[MATERIALS PROVIDED]

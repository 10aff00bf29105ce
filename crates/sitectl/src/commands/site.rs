//! Site command handlers.

use sitectl_core::{
    Command as CoreCommand, CommandResult, CreateSiteRequest, MigrateSiteRequest, ShareRole,
    ShareSiteRequest, SiteAction, SiteSecurityRequest, TransferSiteRequest, UnshareSiteRequest,
};

use crate::cli::{ControlAction, RoleArg, SiteArgs, SiteCommand, YesNo};
use crate::config;
use crate::error::CliError;

use super::Context;

pub async fn handle(ctx: &Context<'_>, args: SiteArgs) -> Result<CommandResult, CliError> {
    let cmd = match args.command {
        SiteCommand::Create(a) => CoreCommand::CreateSite(CreateSiteRequest {
            name: a.name,
            template: a.template,
            repository: a.repository,
            localization_policy: a.localization_policy,
            default_language: a.default_language,
            description: a.description,
            site_prefix: a.site_prefix,
            update_content: a.update,
        }),

        SiteCommand::Transfer(a) => {
            let destination = config::resolve_server(ctx.cfg, Some(&a.destination), ctx.global)?;
            CoreCommand::TransferSite(TransferSiteRequest {
                name: a.name,
                destination,
                repository: a.repository,
                localization_policy: a.localization_policy,
                site_prefix: a.site_prefix,
            })
        }

        SiteCommand::Migrate(a) => {
            let source = a
                .source
                .as_deref()
                .map(|name| config::resolve_server(ctx.cfg, Some(name), ctx.global))
                .transpose()?;
            CoreCommand::MigrateSite(MigrateSiteRequest {
                site: a.site,
                source,
                template_file: a.template_file,
                name: a.name,
                repository: a.repository,
                description: a.description,
                site_prefix: a.site_prefix,
            })
        }

        SiteCommand::Control { action, site } => CoreCommand::ControlSite {
            site,
            action: site_action(action),
        },

        SiteCommand::Share(a) => CoreCommand::ShareSite(ShareSiteRequest {
            name: a.site,
            users: a.users,
            groups: a.groups,
            role: share_role(a.role),
        }),

        SiteCommand::Unshare(a) => CoreCommand::UnshareSite(UnshareSiteRequest {
            name: a.site,
            users: a.users,
            groups: a.groups,
        }),

        SiteCommand::Security(a) => CoreCommand::SetSiteSecurity(SiteSecurityRequest {
            name: a.site,
            signin: matches!(a.signin, YesNo::Yes),
            access: a.access,
            add_users: a.add_users,
            delete_users: a.delete_users,
        }),

        SiteCommand::Validate { site } => CoreCommand::ValidateSite { site },
        SiteCommand::Prerender { site } => CoreCommand::RefreshPrerenderCache { site },
    };

    tracing::debug!(command = ?cmd, "dispatching site command");
    Ok(ctx.controller.execute(cmd).await?)
}

fn site_action(action: ControlAction) -> SiteAction {
    match action {
        ControlAction::Publish => SiteAction::Publish,
        ControlAction::Unpublish => SiteAction::Unpublish,
        ControlAction::BringOnline => SiteAction::BringOnline,
        ControlAction::TakeOffline => SiteAction::TakeOffline,
    }
}

fn share_role(role: RoleArg) -> ShareRole {
    match role {
        RoleArg::Manager => ShareRole::Manager,
        RoleArg::Contributor => ShareRole::Contributor,
        RoleArg::Downloader => ShareRole::Downloader,
        RoleArg::Viewer => ShareRole::Viewer,
    }
}
use thiserror::Error;

use crate::idc::ImportConflict;

/// Top-level error type for the `sitectl-api` crate.
///
/// Covers every failure mode across both remote surfaces (legacy IDC
/// services and the REST APIs), the local relay, and the job poller.
/// `sitectl-core` maps these into user-facing diagnostics.
#[derive(Debug, Error)]
pub enum Error {
    // ── Authentication ──────────────────────────────────────────────
    /// The server rejected the supplied credentials.
    #[error("Authentication failed: {message}")]
    Authentication { message: String },

    // ── Transport ───────────────────────────────────────────────────
    /// HTTP transport error (connection refused, DNS failure, etc.)
    #[error("HTTP transport error: {0}")]
    Transport(#[from] reqwest::Error),

    /// URL parsing error.
    #[error("Invalid URL: {0}")]
    InvalidUrl(#[from] url::ParseError),

    /// TLS handshake or certificate error.
    #[error("TLS error: {0}")]
    Tls(String),

    /// Local I/O failure (reading an upload, writing a download).
    #[error("I/O error: {0}")]
    Io(#[from] std::io::Error),

    // ── IDC services ────────────────────────────────────────────────
    /// An IDC service answered with a non-`"0"` `StatusCode`.
    #[error("{service} failed: {message}")]
    Idc { service: String, message: String },

    /// Template import stopped on conflicts the server would not resolve.
    #[error("Template import failed with {} conflict(s)", .0.len())]
    ImportConflicts(Vec<ImportConflict>),

    // ── REST ────────────────────────────────────────────────────────
    /// Structured error from a REST endpoint.
    #[error("REST API error (HTTP {status}): {message}")]
    Rest { status: u16, message: String },

    // ── Data ────────────────────────────────────────────────────────
    /// JSON deserialization failed, with the raw body for debugging.
    #[error("Deserialization error: {message}")]
    Deserialization { message: String, body: String },

    // ── Session & jobs ──────────────────────────────────────────────
    /// The tenant config never produced a signed-in user and token.
    #[error("No user session after {attempts} attempts")]
    SessionTimeout { attempts: u32 },

    /// A background job reported failure.
    #[error("Job {job_id} failed: {message}")]
    JobFailed { job_id: String, message: String },

    /// A background job was still running when the poll budget ran out.
    #[error("Job {job_id} did not finish after {attempts} status checks")]
    JobTimeout { job_id: String, attempts: u32 },

    // ── Relay ───────────────────────────────────────────────────────
    /// The local relay could not start or forward a request.
    #[error("Relay error: {0}")]
    Relay(String),

    /// A POST named an IDC service outside the relay whitelist.
    #[error("Unsupported IDC service: {0}")]
    UnsupportedService(String),
}

impl Error {
    /// Returns `true` if this is a "not found" error.
    pub fn is_not_found(&self) -> bool {
        match self {
            Self::Transport(e) => e.status() == Some(reqwest::StatusCode::NOT_FOUND),
            Self::Rest { status: 404, .. } => true,
            _ => false,
        }
    }

    /// Returns `true` if this is a transient error worth retrying.
    pub fn is_transient(&self) -> bool {
        match self {
            Self::Transport(e) => e.is_timeout() || e.is_connect(),
            Self::Rest { status, .. } => matches!(status, 502..=504),
            _ => false,
        }
    }

    /// Returns `true` if a poll budget or request deadline was exhausted.
    pub fn is_timeout(&self) -> bool {
        match self {
            Self::Transport(e) => e.is_timeout(),
            Self::SessionTimeout { .. } | Self::JobTimeout { .. } => true,
            _ => false,
        }
    }
}
// ── Translation ─────────────────────────────────────────────────────

/// Check the profile fields that do not need credentials.
pub fn check_profile(profile: &ServerProfile) -> Result<(Url, ServerEnv, ServerMode), ConfigError> {
    let url = Url::parse(&profile.url).map_err(|_| ConfigError::Validation {
        field: "url".into(),
        reason: format!("invalid URL: {}", profile.url),
    })?;
    let env = ServerEnv::from_str(&profile.env).map_err(|_| ConfigError::Validation {
        field: "env".into(),
        reason: format!(
            "expected 'pod_ec', 'pod_ic' or 'dev_ec', got '{}'",
            profile.env
        ),
    })?;
    let mode = ServerMode::from_str(&profile.mode).map_err(|_| ConfigError::Validation {
        field: "mode".into(),
        reason: format!("expected 'idc' or 'rest', got '{}'", profile.mode),
    })?;
    Ok((url, env, mode))
}

/// Build a `ServerConnection` from a profile and the global defaults.
pub fn profile_to_connection(
    profile: &ServerProfile,
    server: &str,
    defaults: &Defaults,
) -> Result<ServerConnection, ConfigError> {
    let (url, env, mode) = check_profile(profile)?;
    let auth = resolve_auth(profile, server)?;

    let mut conn = ServerConnection::new(server, url, auth)
        .with_env(env)
        .with_mode(mode)
        .with_poll(poll_settings(defaults));
    conn.tls = if profile.insecure.unwrap_or(defaults.insecure) {
        TlsVerification::DangerAcceptInvalid
    } else if let Some(ca_path) = &profile.ca_cert {
        TlsVerification::CustomCa(ca_path.clone())
    } else {
        TlsVerification::SystemDefaults
    };
    conn.timeout = Duration::from_secs(profile.timeout.unwrap_or(defaults.timeout));
    Ok(conn)
}
#![allow(clippy::unwrap_used)]
// Integration tests for `RestClient` using wiremock.

use std::time::Duration;

use secrecy::SecretString;
use serde_json::json;
use url::Url;
use wiremock::matchers::{header, method, path, query_param};
use wiremock::{Mock, MockServer, ResponseTemplate};

use sitectl_api::rest::types::CreateSiteRequest;
use sitectl_api::rest::SiteTransition;
use sitectl_api::{Credentials, Error, JobPoller, PollConfig, RestClient, ServerAuth, TransportConfig};

// ── Helpers ─────────────────────────────────────────────────────────

async fn setup() -> (MockServer, RestClient) {
    let server = MockServer::start().await;
    let auth = ServerAuth::new(Credentials::Bearer {
        token: SecretString::from("oauth-token".to_owned()),
    });
    let client = RestClient::new(
        Url::parse(&server.uri()).unwrap(),
        auth,
        &TransportConfig::default(),
    )
    .unwrap()
    .with_poll(PollConfig::new(Duration::from_millis(5), 10));
    (server, client)
}

// ── Sites ───────────────────────────────────────────────────────────

#[tokio::test]
async fn get_site_by_name_with_expand() {
    let (server, client) = setup().await;

    Mock::given(method("GET"))
        .and(path("/sites/management/api/v1/sites/name:Blog"))
        .and(query_param("expand", "channel,repository"))
        .and(header("authorization", "Bearer oauth-token"))
        .respond_with(ResponseTemplate::new(200).set_body_json(json!({
            "id": "F1",
            "name": "Blog",
            "isEnterprise": true,
            "defaultLanguage": "en-US",
            "runtimeStatus": "offline",
            "publishStatus": "published",
            "repository": { "id": "R1" },
            "channel": { "id": "C1", "channelTokens": [{ "name": "defaultToken", "token": "abc" }] }
        })))
        .mount(&server)
        .await;

    let site = client
        .get_site("Blog", &["channel", "repository"])
        .await
        .unwrap()
        .unwrap();
    assert_eq!(site.id, "F1");
    assert!(site.is_enterprise);
    assert_eq!(site.channel.unwrap().channel_tokens[0].secret(), Some("abc"));
}

#[tokio::test]
async fn missing_site_is_none() {
    let (server, client) = setup().await;

    Mock::given(method("GET"))
        .and(path("/sites/management/api/v1/sites/name:nope"))
        .respond_with(ResponseTemplate::new(404).set_body_json(json!({
            "title": "Not Found", "detail": "Site nope not found"
        })))
        .mount(&server)
        .await;

    assert!(client.get_site("nope", &[]).await.unwrap().is_none());
    assert!(!client.site_exists("nope").await.unwrap());
}

#[tokio::test]
async fn error_detail_is_surfaced() {
    let (server, client) = setup().await;

    Mock::given(method("POST"))
        .and(path("/sites/management/api/v1/sites/F1/publish"))
        .respond_with(ResponseTemplate::new(409).set_body_json(json!({
            "title": "Conflict", "detail": "Site is being published"
        })))
        .mount(&server)
        .await;

    let err = client
        .transition_site("F1", SiteTransition::Publish)
        .await
        .unwrap_err();
    match err {
        Error::Rest { status, message } => {
            assert_eq!(status, 409);
            assert_eq!(message, "Site is being published");
        }
        other => panic!("expected Rest error, got: {other:?}"),
    }
}

#[tokio::test]
async fn accepted_operation_is_polled_to_completion() {
    let (server, client) = setup().await;

    Mock::given(method("POST"))
        .and(path("/sites/management/api/v1/sites"))
        .respond_with(
            ResponseTemplate::new(202)
                .insert_header("location", "/sites/management/api/v1/sites/.bulk/J7"),
        )
        .expect(1)
        .mount(&server)
        .await;
    Mock::given(method("GET"))
        .and(path("/sites/management/api/v1/sites/.bulk/J7"))
        .respond_with(ResponseTemplate::new(200).set_body_json(json!({
            "progress": "processing", "completedPercentage": 50
        })))
        .up_to_n_times(1)
        .with_priority(1)
        .mount(&server)
        .await;
    Mock::given(method("GET"))
        .and(path("/sites/management/api/v1/sites/.bulk/J7"))
        .respond_with(ResponseTemplate::new(200).set_body_json(json!({
            "progress": "succeeded", "completed": true, "completedPercentage": 100
        })))
        .with_priority(2)
        .mount(&server)
        .await;

    let request = CreateSiteRequest {
        name: "mysite".into(),
        template: "mytemplate".into(),
        template_id: Some("T1".into()),
        ..CreateSiteRequest::default()
    };
    let submission = client.create_site(&request).await.unwrap();
    let job = submission.job_id.unwrap();
    assert!(job.ends_with("/sites/management/api/v1/sites/.bulk/J7"));

    let outcome = JobPoller::new(client.poll_config())
        .await_job(&client, &job, |_| {})
        .await
        .unwrap();
    assert_eq!(outcome.attempts, 2);
}

// ── Content & documents ─────────────────────────────────────────────

#[tokio::test]
async fn repository_lookup_ignores_case() {
    let (server, client) = setup().await;

    Mock::given(method("GET"))
        .and(path("/content/management/api/v1.1/repositories"))
        .respond_with(ResponseTemplate::new(200).set_body_json(json!({
            "items": [{ "id": "R1", "name": "Marketing" }], "hasMore": false
        })))
        .mount(&server)
        .await;

    let repo = client.repository_by_name("marketing").await.unwrap().unwrap();
    assert_eq!(repo.id, "R1");
    assert!(client.repository_by_name("sales").await.unwrap().is_none());
}

#[tokio::test]
async fn share_uses_post_for_new_and_put_for_existing_members() {
    let (server, client) = setup().await;

    Mock::given(method("POST"))
        .and(path("/documents/api/1.2/shares/F1"))
        .respond_with(ResponseTemplate::new(200).set_body_json(json!({
            "errorCode": "0", "role": "viewer", "user": { "id": "U1", "loginName": "alice" }
        })))
        .expect(1)
        .mount(&server)
        .await;
    Mock::given(method("PUT"))
        .and(path("/documents/api/1.2/shares/F1/role"))
        .respond_with(ResponseTemplate::new(200).set_body_json(json!({
            "errorCode": "0", "role": "manager", "user": { "id": "U2", "loginName": "carol" }
        })))
        .expect(1)
        .mount(&server)
        .await;

    let created = client.share_folder("F1", "U1", "viewer", true).await.unwrap();
    assert!(created.is_success());
    let updated = client.share_folder("F1", "U2", "manager", false).await.unwrap();
    assert_eq!(updated.role.as_deref(), Some("manager"));
}

#[tokio::test]
async fn unauthorized_maps_to_authentication_error() {
    let (server, client) = setup().await;

    Mock::given(method("GET"))
        .and(path("/documents/api/1.2/groups/items"))
        .respond_with(ResponseTemplate::new(401))
        .mount(&server)
        .await;

    let err = client.groups().await.unwrap_err();
    assert!(matches!(err, Error::Authentication { .. }));
}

[/MATERIALS PROVIDED]

WHAT IS REQUIRED | Take the lines above from the one containing "assert!(created.is_success());" down to the one containing "async fn unauthorized_maps_to_authentication_error()", and transcribe them exactly, both ends included.

WORKED SOLUTION |
    assert!(created.is_success());
    let updated = client.share_folder("F1", "U2", "manager", false).await.unwrap();
    assert_eq!(updated.role.as_deref(), Some("manager"));
}

#[tokio::test]
async fn unauthorized_maps_to_authentication_error() {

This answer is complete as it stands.